A toll on lives and taxes
Even in relatively mild winters, there are around 8,000 extra deaths for every one-degree drop in average temperature due to fuel poverty. In the past four years, 117,000 people have died needlessly as a result.
Research from National Energy Action shows that nationally, cold homes cost the NHS £3.6m per day, and in the past four years alone over £5bn of taxpayers’ money.
What are the solutions?
One of the leverage points in both solving fuel poverty and reducing carbon emissions (while also creating new jobs) is by deep retrofitting existing homes.

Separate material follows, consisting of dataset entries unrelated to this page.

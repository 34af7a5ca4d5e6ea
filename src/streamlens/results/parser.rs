//! Conversion of raw wire rows into the normalized row model.
//!
//! Parsing is pure and infallible: statements project arbitrary column sets,
//! so the parser tolerates heterogeneous, missing, and surplus cells rather
//! than rejecting a row. A missing cell normalizes to `Null`; a cell without a
//! known column name gets a positional fallback name.

use crate::streamlens::api::models::RawResultItem;
use crate::streamlens::results::types::{ChangeOp, ParsedRow, RowValue};
use crate::streamlens::statement::ResultSchema;
use serde_json::Value;

pub fn parse_page(items: &[RawResultItem], schema: Option<&ResultSchema>) -> Vec<ParsedRow> {
    items.iter().map(|item| parse_item(item, schema)).collect()
}

pub fn parse_item(item: &RawResultItem, schema: Option<&ResultSchema>) -> ParsedRow {
    let op = item.op.map(ChangeOp::from_code).unwrap_or(ChangeOp::Insert);
    let schema_width = schema.map_or(0, |s| s.columns.len());
    let width = item.row.len().max(schema_width);

    let mut columns = Vec::with_capacity(width);
    for index in 0..width {
        let name = schema
            .and_then(|s| s.column_name(index))
            .map(str::to_string)
            .unwrap_or_else(|| format!("column_{}", index));
        let value = item
            .row
            .get(index)
            .map(normalize_value)
            .unwrap_or(RowValue::Null);
        columns.push((name, value));
    }
    ParsedRow { op, columns }
}

fn normalize_value(value: &Value) -> RowValue {
    match value {
        Value::Null => RowValue::Null,
        Value::Bool(b) => RowValue::Boolean(*b),
        Value::Number(n) => {
            if let Some(i) = n.as_i64() {
                RowValue::Integer(i)
            } else if let Some(f) = n.as_f64() {
                RowValue::Float(f)
            } else {
                // u64 beyond i64 range; keep the digits
                RowValue::Text(n.to_string())
            }
        }
        Value::String(s) => RowValue::Text(s.clone()),
        Value::Array(items) => RowValue::Array(items.iter().map(normalize_value).collect()),
        Value::Object(fields) => RowValue::Struct(
            fields
                .iter()
                .map(|(name, value)| (name.clone(), normalize_value(value)))
                .collect(),
        ),
    }
}
//! Client seams for the two remote endpoints.
//!
//! The manager consumes these traits, never a concrete HTTP client, so tests
//! and alternative transports can supply their own implementations.

use crate::streamlens::api::error::ApiError;
use crate::streamlens::api::models::{StatementResponse, StatementResultsResponse};
use crate::streamlens::statement::StatementHandle;
use async_trait::async_trait;
use std::sync::Arc;

/// Read access to a statement's paginated results.
#[async_trait]
pub trait StatementResultsApi: Send + Sync {
    /// Fetch one page of results, resuming from `page_token` when present.
    ///
    /// Continuation is cursor-based: retrying a failed call with the same
    /// token yields the same rows, so the caller can retry without
    /// duplicating or losing data.
    async fn fetch_results_page(
        &self,
        handle: &StatementHandle,
        page_token: Option<&str>,
    ) -> Result<StatementResultsResponse, ApiError>;
}

/// Read/control access to a statement's metadata.
#[async_trait]
pub trait StatementsApi: Send + Sync {
    async fn get_statement(&self, handle: &StatementHandle)
        -> Result<StatementResponse, ApiError>;

    /// Ask the service to stop the statement. Idempotent on the service side.
    async fn stop_statement(&self, handle: &StatementHandle) -> Result<(), ApiError>;
}

/// Returns the two API clients bound to one statement's credentials.
pub trait ApiClientProvider: Send + Sync {
    fn results_api(&self, handle: &StatementHandle) -> Arc<dyn StatementResultsApi>;
    fn statements_api(&self, handle: &StatementHandle) -> Arc<dyn StatementsApi>;
}
use std::io::{BufRead, Write};

use validator::Validate;

use crate::db::BookingStore;
use crate::errors::{BookingError, ConsoleError};
use crate::handlers::hotels::show_hotels;
use crate::handlers::report_refusal;
use crate::models::booking::StayForm;
use crate::models::customer::CustomerInput;
use crate::prompt::Prompt;

fn refuse<R: BufRead, W: Write>(
    prompt: &mut Prompt<R, W>,
    e: BookingError,
) -> Result<(), ConsoleError> {
    report_refusal(prompt, e.kind(), e.to_string())
}

fn read_customer<R: BufRead, W: Write>(
    prompt: &mut Prompt<R, W>,
) -> Result<CustomerInput, ConsoleError> {
    Ok(CustomerInput {
        name: prompt.ask("Enter customer name: ")?,
        mobile_number: prompt.ask("Enter mobile number: ")?,
        id_type: prompt.ask("Enter ID type: ")?,
        id_number: prompt.ask("Enter ID number: ")?,
    })
}

fn read_stay<R: BufRead, W: Write>(prompt: &mut Prompt<R, W>) -> Result<StayForm, ConsoleError> {
    let check_in_date = prompt.ask("Enter check-in date (YYYY-MM-DD): ")?;
    let nights = prompt.ask_parsed("Enter number of nights: ", "number of nights")?;

    let stay = StayForm {
        check_in_date,
        nights,
    };
    stay.validate()?;
    Ok(stay)
}

pub fn book_hotel<R: BufRead, W: Write>(
    store: &mut BookingStore,
    prompt: &mut Prompt<R, W>,
) -> Result<(), ConsoleError> {
    if store.is_empty() {
        return refuse(prompt, BookingError::NoHotelsAvailable);
    }

    prompt.say("Available Hotels:")?;
    show_hotels(store, prompt)?;

    let hotel_name = prompt.ask("Enter hotel name to book: ")?;
    if store.find_hotel(&hotel_name).is_none() {
        return refuse(prompt, BookingError::HotelNotFound);
    }

    let room_number = prompt.ask_parsed("Enter room number to book: ", "room number")?;
    if let Err(e) = store.check_room(&hotel_name, room_number) {
        return refuse(prompt, e);
    }

    prompt.say("Welcome to our booking portal")?;
    let customer = read_customer(prompt)?;
    let stay = read_stay(prompt)?;

    match store.book_room(
        &hotel_name,
        room_number,
        customer,
        stay.check_in_date,
        stay.nights,
    ) {
        Ok(booking) => prompt.say(format!(
            "Room {} in {} booked successfully for {} nights starting from {}.",
            booking.room_number, hotel_name, booking.nights, booking.check_in_date
        )),
        Err(e) => refuse(prompt, e),
    }
}

pub fn show_bookings<R: BufRead, W: Write>(
    store: &BookingStore,
    prompt: &mut Prompt<R, W>,
) -> Result<(), ConsoleError> {
    let Some(rows) = store.list_bookings_with_customers() else {
        return prompt.say("No bookings available.");
    };

    let mut current_hotel: Option<&str> = None;
    for row in rows {
        if current_hotel != Some(row.hotel_name) {
            prompt.say(format!("Hotel: {}", row.hotel_name))?;
            current_hotel = Some(row.hotel_name);
        }
        prompt.say(format!(
            "Room Number: {}, Customer Name: {}, Check-in Date: {}, Nights: {}",
            row.room_number, row.customer_name, row.check_in_date, row.nights
        ))?;
    }
    Ok(())
}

Retrofitting Council Housing
In council housing, one of the best examples of this functioning in a way that empowers community members, while simultaneously powering their homes, is Repowering London and Brixton Energy Solar Cooperatives. Where the retrofit is paid for by the energy companies through the ECO scheme, and excess energy produced through solar panels on public housing roofs is sold back to the grid, and the funds earned from the feedback tariff are given back to the community, to be spent on what the community feels it needs.
Green New Builds
In addition, any new builds should meet Passivhaus (or equivalent-ish, Passivhaus is just a brand) standard which uses 90% less energy for heating than the average home – saving people money while also saving the environment.
Community Mutual Aide Retrofits
If you own your own home, Architect Bill Dunster suggests a combined effort of creating community access to a ‘Library of Things‘ with a local shared tool bank including 3D printing combined with free software and training sessions to empower the local community to upskill and green up their homes. Think a Haynes Manual for green housing.
Bill Dunster believes we can break the loop and bypass the ‘contractor cowboys’ by going back to the first principles and democratizing the technology and physical opportunity of doing the work. Rather than relying on the confines of racial capitalism to solve problems with the same tools that created it.